L’intégration par le haut dans un premier temps
Réservé dans un premier temps aux chefs d’Etat et ministres, le passeport africain « aidera à accélérer le processus d’établissement de la Communauté économique africaine » et « va aussi stimuler le commerce intra-africain qui est en deçà du niveau des autres continents », avait en outre expliqué le chef de la diplomatie kenyane. Et nous y sommes. Le sommet de Kigali censé servir de test grandeur nature au passeport panafricain commence dans quelques heures avec la trente-deuxième (32e) Session ordinaire du Comité des représentants permanents (COREP) de l’organisation continentale.

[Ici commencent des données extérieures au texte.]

//! Throng Animation
//!
//! Immutable clip data and the CPU side of bone evaluation:
//!
//! - [`tracks`] / [`values`]: keyframe tracks and interpolation
//! - [`clip`]: per-bone tracks grouped into [`AnimationClip`]s
//! - [`hierarchy`]: validated bone trees with parent-first order
//! - [`controller`]: clip families and the global [`ClipRegistry`]
//! - [`clock`]: tick arithmetic shared with the GPU evaluator
//! - [`evaluator`]: hierarchical bone evaluation and per-bone blending

pub mod clip;
pub mod clock;
pub mod controller;
pub mod evaluator;
pub mod hierarchy;
pub mod pose;
pub mod tracks;
pub mod values;

pub use clip::{AnimationClip, BoneAnimation};
pub use clock::{PlaybackClock, raw_to_speed, speed_to_raw, tick_phase};
pub use controller::{AnimationController, ClipRegistry, ControllerKey};
pub use evaluator::{AnimationLayer, BoneEvaluator, PoseSource};
pub use hierarchy::{BoneChain, BoneHierarchy, ROOT_BONE_SENTINEL};
pub use pose::BoneTransform;
pub use tracks::{InterpolationMode, KeyframeCursor, KeyframeTrack};
pub use values::Interpolatable;
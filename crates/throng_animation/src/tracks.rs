use throng_core::{Result, ThrongError};

use crate::values::Interpolatable;

#[derive(Debug, Clone, Copy, PartialEq, Eq)]
pub enum InterpolationMode {
    Linear,
    Step,
    CubicSpline,
}

const MAX_SCAN_OFFSET: usize = 3;

#[derive(Debug, Clone, Default)]
pub struct KeyframeCursor {
    pub last_index: usize,
}

/// Keyframes sampled in normalized clip time (`0.0..=1.0`).
///
/// For `CubicSpline`, `values` holds `[in_tangent, value, out_tangent]`
/// per keyframe, so its length is `times.len() * 3`.
#[derive(Debug, Clone)]
pub struct KeyframeTrack<T: Interpolatable> {
    times: Vec<f32>,
    values: Vec<T>,
    interpolation: InterpolationMode,
}

impl<T: Interpolatable> KeyframeTrack<T> {
    pub fn new(times: Vec<f32>, values: Vec<T>, interpolation: InterpolationMode) -> Result<Self> {
        if times.is_empty() {
            return Err(ThrongError::InvalidTrack("track has no keyframes".into()));
        }
        let expected = match interpolation {
            InterpolationMode::CubicSpline => times.len() * 3,
            _ => times.len(),
        };
        if values.len() != expected {
            return Err(ThrongError::InvalidTrack(format!(
                "expected {expected} values for {} keyframes, got {}",
                times.len(),
                values.len()
            )));
        }
        if times.windows(2).any(|w| !(w[0] <= w[1])) {
            return Err(ThrongError::InvalidTrack("keyframe times must be ascending".into()));
        }

        Ok(Self {
            times,
            values,
            interpolation,
        })
    }

    /// Single keyframe track holding `value` for the whole clip.
    #[must_use]
    pub fn constant(value: T) -> Self {
        Self {
            times: vec![0.0],
            values: vec![value],
            interpolation: InterpolationMode::Step,
        }
    }

    #[inline]
    #[must_use]
    pub fn times(&self) -> &[f32] {
        &self.times
    }

    #[inline]
    #[must_use]
    pub fn interpolation(&self) -> InterpolationMode {
        self.interpolation
    }

    #[must_use]
    pub fn sample(&self, time: f32) -> T {
        // partition_point finds the first index where t > time, i.e. next_index
        let next_idx = self.times.partition_point(|&t| t <= time);
        let idx = next_idx.saturating_sub(1);

        self.sample_at_frame(idx, time)
    }

    /// Sampling with a cursor: sequential playback resolves the keyframe
    /// in O(1), large jumps fall back to a binary search.
    pub fn sample_with_cursor(&self, time: f32, cursor: &mut KeyframeCursor) -> T {
        let len = self.times.len();
        if len == 1 {
            return *self.get_value_at(0);
        }

        let i = cursor.last_index.min(len - 1);
        let t_curr = self.times[i];

        let found_index = if time >= t_curr {
            // Forward scan: only the right boundary needs checking.
            let mut res = None;
            for offset in 0..=MAX_SCAN_OFFSET {
                let idx = i + offset;
                if idx >= len - 1 {
                    if time >= self.times[len - 1] {
                        res = Some(len - 1);
                    }
                    break;
                }
                if time < self.times[idx + 1] {
                    res = Some(idx);
                    break;
                }
            }
            res
        } else {
            // Backward scan: time < times[i], so only the left boundary matters.
            let mut res = None;
            for offset in 0..=MAX_SCAN_OFFSET {
                if i < offset {
                    break;
                }
                let idx = i - offset;
                if time >= self.times[idx] {
                    res = Some(idx);
                    break;
                }
            }
            res
        };

        let final_index = found_index.unwrap_or_else(|| {
            let next_idx = self.times.partition_point(|&t| t <= time);
            next_idx.saturating_sub(1)
        });
        cursor.last_index = final_index;

        self.sample_at_frame(final_index, time)
    }

    /// For Linear/Step the index is used directly; for CubicSpline the
    /// value sits at `index * 3 + 1`.
    fn get_value_at(&self, index: usize) -> &T {
        match self.interpolation {
            InterpolationMode::CubicSpline => &self.values[index * 3 + 1],
            _ => &self.values[index],
        }
    }

    fn sample_at_frame(&self, index: usize, time: f32) -> T {
        let len = self.times.len();

        if index >= len - 1 {
            return *self.get_value_at(len - 1);
        }

        let next_idx = index + 1;
        let t0 = self.times[index];
        let t1 = self.times[next_idx];
        let dt = t1 - t0;

        let t = if dt > 1e-6 { (time - t0) / dt } else { 0.0 };
        let t = t.clamp(0.0, 1.0);

        match self.interpolation {
            InterpolationMode::Step => *self.get_value_at(index),
            InterpolationMode::Linear => {
                T::interpolate_linear(*self.get_value_at(index), *self.get_value_at(next_idx), t)
            }
            InterpolationMode::CubicSpline => {
                let i_prev = index * 3;
                let i_next = next_idx * 3;

                let v0 = self.values[i_prev + 1];
                let out_tangent0 = self.values[i_prev + 2];
                let in_tangent1 = self.values[i_next];
                let v1 = self.values[i_next + 1];

                T::interpolate_cubic(v0, out_tangent0, in_tangent1, v1, t, dt)
            }
        }
    }
}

Le passeport africain contribuera à la libre-circulation des Africains sur leur continent
Le passeport africain contribuera à la libre-circulation des Africains sur leur continent

Passeport africain : un outil de promotion de l’intégration africaine
La délivrance du passeport africain vise à promouvoir la libre-circulation des Africains sur leur continent. A ce titre, le passeport africain est un outil au service de l’intégration africain. C’est connu de tous, la libre-circulation des personnes, l’intégration des peuples africains restent des défis à relever.
En effet, malgré les processus d’intégration en cours dans la plupart des régions et au niveau de l’Union africaine, la libre circulation des personnes reste encore entravée par des tracasseries administratives. Impossible pour un Africain, dans la plupart des régions, de passer d’un Etat à un autre sans qu’on ne lui exige un visa.

Confirmation par les résultats d’une étude

La situation est telle qu’il est plus facile pour un Américain de se déplacer en Afrique qu’un citoyen du continent, comme l’ont révélé les résultats d’une étude coréalisée par le cabinet McKinsey, la Commission économique des nations-unies pour l’Afrique (CEA) et la Banque africaine de développement.
Ainsi, un Africain a besoin de visas pour se rendre dans 55% des pays africains, alors qu’un Nord-Américain n’a besoin de visa que dans 45% de ces mêmes pays.
Les Africains peuvent obtenir leur visa à l’arrivée dans 25% des pays africains, contre 35% pour les Nord-Américains.
Seuls 13 pays africains sont librement accessibles aux ressortissants du continent. Ces 13 pays bons élèves sont notamment les Seychelles, le Mali, l’Ouganda, le Cap Vert, le Togo, la Guinée Bissau, la Mauritanie, le Mozambique, le Rwanda, Burundi, Comores, Madagascar et la Somalie.